Prairie Valley Community School District is a rural public K-12 school district with a district seat in Gowrie, Iowa.

The district is located in portions of Calhoun and Webster counties, as well as a small portion of Greene County. It serves Gowrie, Callender, Farnhamville, Moorland, Rinard, and Somers.

History
The district formed on July 1, 1993, with the merger of the Cedar Valley Community School District and the Prairie Community School District.

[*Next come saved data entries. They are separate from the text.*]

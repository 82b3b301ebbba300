//! SQL statement construction for the generic content store.
//!
//! # Design
//! - Identifiers come only from the static table schema in `folio-core`;
//!   every caller-supplied value travels as a bound `jsonb` parameter.
//! - Values are decoded into column types by `jsonb_populate_record`, and
//!   rows come back as `to_jsonb(t)`, so one statement shape serves all
//!   nine tables.

use folio_core::store::{Direction, Filter, Query, Row, StoreResult, Table};
use serde_json::{Map, Value};

/// A statement ready to be bound: every parameter is a `jsonb` value.
#[derive(Debug, Clone, PartialEq)]
pub(crate) struct Statement {
    pub(crate) sql: String,
    pub(crate) params: Vec<Value>,
}

fn ident(column: &str) -> String {
    format!("\"{column}\"")
}

fn record(table: Table, param: usize) -> String {
    format!("jsonb_populate_record(NULL::{}, ${param})", table.as_str())
}

fn where_clause(query: &Query, params: &mut Vec<Value>) -> String {
    let table = query.table();
    let conditions: Vec<String> = query
        .filters()
        .iter()
        .map(|filter| match filter {
            Filter::IsNull(column) | Filter::Eq(column, Value::Null) => {
                format!("t.{} IS NULL", ident(column))
            }
            Filter::Eq(column, value) => {
                let mut probe = Map::new();
                probe.insert((*column).to_string(), value.clone());
                params.push(Value::Object(probe));
                format!(
                    "t.{col} = ({}).{col}",
                    record(table, params.len()),
                    col = ident(column)
                )
            }
        })
        .collect();
    if conditions.is_empty() {
        String::new()
    } else {
        format!(" WHERE {}", conditions.join(" AND "))
    }
}

fn order_clause(query: &Query) -> String {
    if query.ordering().is_empty() {
        return String::new();
    }
    let keys: Vec<String> = query
        .ordering()
        .iter()
        .map(|(column, direction)| {
            let direction = match direction {
                Direction::Asc => "ASC",
                Direction::Desc => "DESC",
            };
            format!("t.{} {direction}", ident(column))
        })
        .collect();
    format!(" ORDER BY {}", keys.join(", "))
}

fn row_columns(table: Table, row: &Row) -> StoreResult<Vec<&'static str>> {
    row.keys().map(|key| table.column(key)).collect()
}

pub(crate) fn select(query: &Query) -> StoreResult<Statement> {
    query.validate()?;
    let mut params = Vec::new();
    let filters = where_clause(query, &mut params);
    let limit = query
        .row_limit()
        .map(|limit| format!(" LIMIT {limit}"))
        .unwrap_or_default();
    Ok(Statement {
        sql: format!(
            "SELECT to_jsonb(t) AS row FROM {} AS t{filters}{}{limit}",
            query.table().as_str(),
            order_clause(query)
        ),
        params,
    })
}

pub(crate) fn count(query: &Query) -> StoreResult<Statement> {
    query.validate()?;
    let mut params = Vec::new();
    let filters = where_clause(query, &mut params);
    Ok(Statement {
        sql: format!(
            "SELECT count(*) AS total FROM {} AS t{filters}",
            query.table().as_str()
        ),
        params,
    })
}

fn insert_head(table: Table, columns: &[&'static str]) -> String {
    let names: Vec<String> = columns.iter().map(|column| ident(column)).collect();
    let values: Vec<String> = columns
        .iter()
        .map(|column| format!("r.{}", ident(column)))
        .collect();
    format!(
        "INSERT INTO {name} AS t ({}) SELECT {} FROM {} AS r",
        names.join(", "),
        values.join(", "),
        record(table, 1),
        name = table.as_str()
    )
}

/// `row` must already carry its id and timestamps.
pub(crate) fn insert(table: Table, row: Row) -> StoreResult<Statement> {
    let columns = row_columns(table, &row)?;
    Ok(Statement {
        sql: format!("{} RETURNING to_jsonb(t) AS row", insert_head(table, &columns)),
        params: vec![Value::Object(row)],
    })
}

/// `None` when the patch is empty and there is nothing to write.
pub(crate) fn update(query: &Query, patch: Row) -> StoreResult<Option<Statement>> {
    query.validate()?;
    let table = query.table();
    let columns = row_columns(table, &patch)?;
    if columns.is_empty() {
        return Ok(None);
    }
    let mut params = vec![Value::Object(patch)];
    let filters = where_clause(query, &mut params);
    let assignments: Vec<String> = columns
        .iter()
        .map(|column| format!("{col} = p.{col}", col = ident(column)))
        .collect();
    Ok(Some(Statement {
        sql: format!(
            "UPDATE {} AS t SET {} FROM {} AS p{filters} RETURNING to_jsonb(t) AS row",
            table.as_str(),
            assignments.join(", "),
            record(table, 1)
        ),
        params,
    }))
}

pub(crate) fn delete(query: &Query) -> StoreResult<Statement> {
    query.validate()?;
    let mut params = Vec::new();
    let filters = where_clause(query, &mut params);
    Ok(Statement {
        sql: format!("DELETE FROM {} AS t{filters}", query.table().as_str()),
        params,
    })
}

/// `row` must already carry its id and timestamps.
pub(crate) fn upsert(table: Table, row: Row, conflict: &'static str) -> StoreResult<Statement> {
    let columns = row_columns(table, &row)?;
    let mut assignments: Vec<String> = columns
        .iter()
        .filter(|column| !matches!(**column, "id" | "created_at") && **column != conflict)
        .map(|column| format!("{col} = EXCLUDED.{col}", col = ident(column)))
        .collect();
    if assignments.is_empty() {
        assignments.push(format!("{col} = EXCLUDED.{col}", col = ident(conflict)));
    }
    Ok(Statement {
        sql: format!(
            "{} ON CONFLICT ({}) DO UPDATE SET {} RETURNING to_jsonb(t) AS row",
            insert_head(table, &columns),
            ident(conflict),
            assignments.join(", ")
        ),
        params: vec![Value::Object(row)],
    })
}

#[cfg(test)]
mod tests {
    use super::*;
    use folio_core::store::StoreError;
    use serde_json::json;

    fn row(value: Value) -> Row {
        match value {
            Value::Object(map) => map,
            _ => Row::new(),
        }
    }

    #[test]
    fn select_binds_every_value() {
        let query = Query::from(Table::Projects)
            .eq("status", "mvp")
            .is_null("deleted_at")
            .order("created_at", Direction::Desc)
            .limit(6);
        let statement = select(&query).expect("statement");
        assert_eq!(
            statement.sql,
            "SELECT to_jsonb(t) AS row FROM projects AS t WHERE t.\"status\" = \
             (jsonb_populate_record(NULL::projects, $1)).\"status\" AND t.\"deleted_at\" IS NULL \
             ORDER BY t.\"created_at\" DESC LIMIT 6"
        );
        assert_eq!(statement.params, vec![json!({"status": "mvp"})]);
    }

    #[test]
    fn null_equality_becomes_is_null() {
        let statement = count(&Query::from(Table::Goals).eq("year", Value::Null)).expect("count");
        assert_eq!(
            statement.sql,
            "SELECT count(*) AS total FROM goals AS t WHERE t.\"year\" IS NULL"
        );
        assert!(statement.params.is_empty());
    }

    #[test]
    fn update_numbers_filter_params_after_the_patch() {
        let query = Query::from(Table::Tools).eq("id", "abc");
        let statement = update(&query, row(json!({"is_visible": false})))
            .expect("statement")
            .expect("non-empty patch");
        assert!(statement.sql.starts_with(
            "UPDATE tools AS t SET \"is_visible\" = p.\"is_visible\" FROM \
             jsonb_populate_record(NULL::tools, $1) AS p WHERE t.\"id\" = \
             (jsonb_populate_record(NULL::tools, $2)).\"id\""
        ));
        assert_eq!(statement.params.len(), 2);

        assert!(update(&query, Row::new()).expect("empty").is_none());
    }

    #[test]
    fn upsert_never_rewrites_identity_or_conflict_key() {
        let statement = upsert(
            Table::SiteSettings,
            row(json!({"id": "x", "key": "hero_title", "value": "Hi", "created_at": "now"})),
            "key",
        )
        .expect("statement");
        assert!(statement.sql.contains("ON CONFLICT (\"key\") DO UPDATE SET \"value\" = EXCLUDED.\"value\""));
        assert!(!statement.sql.contains("\"id\" = EXCLUDED"));
        assert!(!statement.sql.contains("\"created_at\" = EXCLUDED"));
        assert!(!statement.sql.contains("\"key\" = EXCLUDED"));
    }

    #[test]
    fn unknown_columns_never_reach_sql() {
        let err = insert(Table::Skills, row(json!({"name; drop table skills": 1})))
            .expect_err("rejected");
        assert!(matches!(err, StoreError::UnknownColumn { table: Table::Skills, .. }));

        let err = delete(&Query::from(Table::Skills).eq("nope", 1)).expect_err("rejected");
        assert!(matches!(err, StoreError::UnknownColumn { .. }));
    }
}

In August 2014, the district began a whole grade-sharing arrangement with the Southeast Webster-Grand Community School District as a way to deal with smaller enrollments and as a way to save money. The two districts together share middle and high schools.

Schools
 Southeast Valley High School currently is the high school for the two districts.
 Southeast Webster-Grand Southeast Valley Middle School, Burnside (jointly with Southeast Webster-Grand Community School District)
 Prairie Valley Elementary School, Farnhamville

Prior to the grade sharing, the Prairie Valley district had two schools: The elementary served pre-kindergarten through 6th grade and is located between Farnhamville and Somers. The Prairie Valley High School served 7th grade through 12th grade and was located in Gowrie.

See also
List of school districts in Iowa

References

External links
 Southeast Valley Schools (joint website of Southeast Webster-Grand CSD and Prairie Valley CSD)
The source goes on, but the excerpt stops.